Sunday, January 18, 2009

I need felters feedback, please!

For as many sweaters as I have sold, I am still a novice when it comes to felting. I have made a few things for my family & friends, but have a lot to learn. I know that if I want a tight consistent felt that I can count on Merino, but if I want a nice thick, soft diaper cover that lambswool is great. I also love a good blend with angora because it is soft. I used many blends in my quilts.

Does anyone know if silk is ok in a wool blend? If something were 70% wool & 30% silk would it felt ok? Would it still be able to be lanolized & used as a diaper cover with silk in it?
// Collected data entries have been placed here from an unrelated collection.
//! Verify build/parse methods against JSON test vectors stored in `test-vectors/`.
//!
//! Each vector file describes inputs, expected requests, simulated responses,
//! and expected parse results. Comparing parsed JSON (not raw strings) avoids
//! false negatives from field-ordering differences.

use wishlist_core::{
    ApiError, HttpMethod, HttpRequest, HttpResponse, HttpTransport, Wishlist, WishlistLine,
    Wishlists,
};

const BASE_URL: &str = "http://localhost:3000/api/v1";

fn wishlists() -> Wishlists {
    Wishlists::new(HttpTransport::new("token").unwrap(), BASE_URL, 1)
}

/// Parse the method string from test vectors into `HttpMethod`.
fn parse_method(s: &str) -> HttpMethod {
    match s {
        "GET" => HttpMethod::Get,
        "POST" => HttpMethod::Post,
        "DELETE" => HttpMethod::Delete,
        other => panic!("unknown method: {other}"),
    }
}

fn assert_request(name: &str, req: &HttpRequest, expected: &serde_json::Value) {
    assert_eq!(req.method, parse_method(expected["method"].as_str().unwrap()), "{name}: method");
    assert_eq!(req.path, format!("{BASE_URL}{}", expected["path"].as_str().unwrap()), "{name}: path");
}

fn simulated_response(case: &serde_json::Value) -> HttpResponse {
    let sim = &case["simulated_response"];
    HttpResponse {
        status: sim["status"].as_u64().unwrap() as u16,
        headers: Vec::new(),
        body: sim["body"].as_str().unwrap().to_string(),
    }
}

fn assert_expected_error(name: &str, err: ApiError, expected: &serde_json::Value) {
    match expected.as_str().unwrap() {
        "NotFound" => assert!(matches!(err, ApiError::NotFound), "{name}: expected NotFound, got {err:?}"),
        "HttpError" => assert!(matches!(err, ApiError::HttpError { .. }), "{name}: expected HttpError, got {err:?}"),
        other => panic!("{name}: unknown expected_error: {other}"),
    }
}

// ---------------------------------------------------------------------------
// Get
// ---------------------------------------------------------------------------

#[test]
fn get_test_vectors() {
    let raw = include_str!("../../test-vectors/get.json");
    let vectors: serde_json::Value = serde_json::from_str(raw).unwrap();

    let w = wishlists();
    for case in vectors["cases"].as_array().unwrap() {
        let name = case["name"].as_str().unwrap();
        let id = case["input_id"].as_u64().unwrap();

        // Verify build
        let req = w.build_get(id);
        assert_request(name, &req, &case["expected_request"]);
        assert!(req.body.is_none(), "{name}: body should be None");

        // Verify parse
        let result = w.parse_get(simulated_response(case));
        if let Some(expected_error) = case.get("expected_error") {
            assert_expected_error(name, result.unwrap_err(), expected_error);
        } else {
            let wishlist = result.unwrap();
            let expected: Wishlist = serde_json::from_value(case["expected_result"].clone()).unwrap();
            assert_eq!(wishlist, expected, "{name}: parsed result");
        }
    }
}

// ---------------------------------------------------------------------------
// List
// ---------------------------------------------------------------------------

#[test]
fn list_test_vectors() {
    let raw = include_str!("../../test-vectors/list.json");
    let vectors: serde_json::Value = serde_json::from_str(raw).unwrap();

    let w = wishlists();
    for case in vectors["cases"].as_array().unwrap() {
        let name = case["name"].as_str().unwrap();
        let page = case["input_page"].as_u64().unwrap() as u32;

        // Verify build
        let req = w.build_list(page);
        assert_request(name, &req, &case["expected_request"]);
        assert!(req.body.is_none(), "{name}: body should be None");

        // Verify parse
        let page = w.parse_list(simulated_response(case)).unwrap();
        let expected: Vec<Wishlist> = serde_json::from_value(case["expected_result"].clone()).unwrap();
        assert_eq!(page, expected, "{name}: parsed result");
    }
}

// ---------------------------------------------------------------------------
// Add
// ---------------------------------------------------------------------------

#[test]
fn add_test_vectors() {
    let raw = include_str!("../../test-vectors/add.json");
    let vectors: serde_json::Value = serde_json::from_str(raw).unwrap();

    let w = wishlists();
    for case in vectors["cases"].as_array().unwrap() {
        let name = case["name"].as_str().unwrap();
        let line: WishlistLine = serde_json::from_value(case["input"].clone()).unwrap();
        let expected_req = &case["expected_request"];

        // Verify build
        let req = w.build_add(&line).unwrap();
        assert_request(name, &req, expected_req);

        let expected_headers: Vec<(String, String)> = expected_req["headers"]
            .as_array()
            .unwrap()
            .iter()
            .map(|h| {
                let arr = h.as_array().unwrap();
                (arr[0].as_str().unwrap().to_string(), arr[1].as_str().unwrap().to_string())
            })
            .collect();
        assert_eq!(req.headers, expected_headers, "{name}: headers");

        let req_body: serde_json::Value = serde_json::from_str(req.body.as_deref().unwrap()).unwrap();
        assert_eq!(req_body, expected_req["body"], "{name}: body");

        // Verify parse
        let wishlist = w.parse_add(simulated_response(case)).unwrap();
        let expected: Wishlist = serde_json::from_value(case["expected_result"].clone()).unwrap();
        assert_eq!(wishlist, expected, "{name}: parsed result");
    }
}

// ---------------------------------------------------------------------------
// Remove
// ---------------------------------------------------------------------------

#[test]
fn remove_test_vectors() {
    let raw = include_str!("../../test-vectors/remove.json");
    let vectors: serde_json::Value = serde_json::from_str(raw).unwrap();

    let w = wishlists();
    for case in vectors["cases"].as_array().unwrap() {
        let name = case["name"].as_str().unwrap();
        let line: WishlistLine = serde_json::from_value(case["input"].clone()).unwrap();

        // Verify build
        let req = w.build_remove(&line);
        assert_request(name, &req, &case["expected_request"]);
        assert!(req.body.is_none(), "{name}: body should be None");

        // Verify parse
        let result = w.parse_remove(simulated_response(case));
        if let Some(expected_error) = case.get("expected_error") {
            assert_expected_error(name, result.unwrap_err(), expected_error);
        } else {
            let wishlist = result.unwrap();
            let expected: Wishlist = serde_json::from_value(case["expected_result"].clone()).unwrap();
            assert_eq!(wishlist, expected, "{name}: parsed result");
        }
    }
}
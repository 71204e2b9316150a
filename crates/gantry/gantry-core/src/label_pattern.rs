//! Label patterns.
//!
//! Patterns select sets of targets and appear in `friends` lists. Three
//! shapes exist: an exact label (`//foo:bar`), every target in one
//! directory (`//foo:*`), and every target in a directory tree
//! (`//foo/*`, or the bare `*` for the whole build). A parenthesized
//! toolchain suffix restricts the pattern to targets resolved in that
//! toolchain.

use std::fmt;

use crate::errors::LabelError;
use crate::label::Label;

/// How a pattern's directory part is compared against a label.
#[derive(Debug, Clone, Copy, PartialEq, Eq)]
pub enum PatternKind {
    /// Exact directory and name.
    Match,
    /// Any target in exactly the given directory.
    Directory,
    /// Any target in the given directory or below.
    RecursiveDirectory,
}

/// A parsed label pattern.
#[derive(Debug, Clone, PartialEq, Eq)]
pub struct LabelPattern {
    kind: PatternKind,
    /// Directory with trailing slash; empty for whole-build recursive
    /// patterns.
    dir: String,
    /// Target name; only meaningful for [`PatternKind::Match`].
    name: String,
    /// Toolchain restriction, if any.
    toolchain: Option<Label>,
}

impl LabelPattern {
    /// Parse a source-absolute pattern string.
    ///
    /// Accepted forms: `//dir:name`, `//dir:*`, `//dir/*`, `*`, each
    /// optionally followed by `(//toolchain:name)`. A wildcard anywhere
    /// else is rejected.
    pub fn parse(input: &str) -> Result<LabelPattern, LabelError> {
        let (body, toolchain) = match input.find('(') {
            None => (input, None),
            Some(open) => {
                if !input.ends_with(')') {
                    return Err(LabelError::UnterminatedToolchain(input.to_string()));
                }
                let tc = &input[open + 1..input.len() - 1];
                if tc.contains('*') {
                    return Err(LabelError::WildcardToolchain(input.to_string()));
                }
                let tc = if tc.is_empty() {
                    None
                } else {
                    Some(Label::parse(tc)?)
                };
                (&input[..open], tc)
            }
        };

        if body.is_empty() {
            return Err(LabelError::EmptyName(input.to_string()));
        }

        // Whole-build wildcard, with or without the redundant name part.
        if body == "*" || body == "*:*" {
            return Ok(LabelPattern {
                kind: PatternKind::RecursiveDirectory,
                dir: String::new(),
                name: String::new(),
                toolchain,
            });
        }

        let (kind, dir, name) = if let Some(dir_part) = body.strip_suffix(":*") {
            if let Some(prefix) = dir_part.strip_suffix("/*") {
                (PatternKind::RecursiveDirectory, format!("{prefix}/"), String::new())
            } else {
                (PatternKind::Directory, normalize(dir_part), String::new())
            }
        } else if let Some(prefix) = body.strip_suffix("/*") {
            (PatternKind::RecursiveDirectory, format!("{prefix}/"), String::new())
        } else {
            let label = Label::parse(body)?;
            (PatternKind::Match, label.dir().to_string(), label.name().to_string())
        };

        if dir.contains('*') || name.contains('*') {
            return Err(LabelError::MisplacedWildcard(input.to_string()));
        }
        if !dir.starts_with("//") {
            return Err(LabelError::NotSourceAbsolute(input.to_string()));
        }

        Ok(LabelPattern { kind, dir, name, toolchain })
    }

    pub fn kind(&self) -> PatternKind {
        self.kind
    }

    pub fn dir(&self) -> &str {
        &self.dir
    }

    pub fn name(&self) -> &str {
        &self.name
    }

    pub fn toolchain(&self) -> Option<&Label> {
        self.toolchain.as_ref()
    }

    /// True when this pattern selects the given label.
    pub fn matches(&self, label: &Label) -> bool {
        if let Some(tc) = &self.toolchain {
            if label.toolchain_dir() != tc.dir() || label.toolchain_name() != tc.name() {
                return false;
            }
        }
        match self.kind {
            PatternKind::Match => label.dir() == self.dir && label.name() == self.name,
            PatternKind::Directory => label.dir() == self.dir,
            PatternKind::RecursiveDirectory => {
                self.dir.is_empty() || label.dir().starts_with(&self.dir)
            }
        }
    }

    /// True when any pattern in the slice matches. Order-insensitive.
    pub fn vector_matches(patterns: &[LabelPattern], label: &Label) -> bool {
        patterns.iter().any(|p| p.matches(label))
    }
}

impl fmt::Display for LabelPattern {
    fn fmt(&self, f: &mut fmt::Formatter<'_>) -> fmt::Result {
        match self.kind {
            PatternKind::Match => {
                let trimmed = self.dir.trim_end_matches('/');
                let dir = if trimmed.is_empty() { "//" } else { trimmed };
                write!(f, "{}:{}", dir, self.name)?;
            }
            PatternKind::Directory => {
                write!(f, "{}:*", self.dir.trim_end_matches('/'))?;
            }
            PatternKind::RecursiveDirectory => {
                write!(f, "{}*", self.dir)?;
            }
        }
        if let Some(tc) = &self.toolchain {
            write!(f, "({})", tc.user_visible_name(false))?;
        }
        Ok(())
    }
}

fn normalize(dir: &str) -> String {
    if dir.ends_with('/') {
        dir.to_string()
    } else {
        format!("{dir}/")
    }
}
I want to hear from you now. Tell me your thoughts on wool! Give us your advice! Ask your questions too, and hopefully a felting pro will take us under her (or his!) wing :)

6 comments:

Jilly said...

Hi there

I'v heard the word lanolized in connection with wool sweaters - can anyone explain what this means?

Resweater said...

I can! Lanolin is something that sheep produce naturally. When you add lanolin back in wool it makes it nearly waterproof. You can buy straight lanolin, & add it to your wash, or there are wool washes that already have the lanolin added in. My son wears wool longies at night over his cloth diapers, which are wool pants made from sweaters. When they are lanolized they don't leak if he wets.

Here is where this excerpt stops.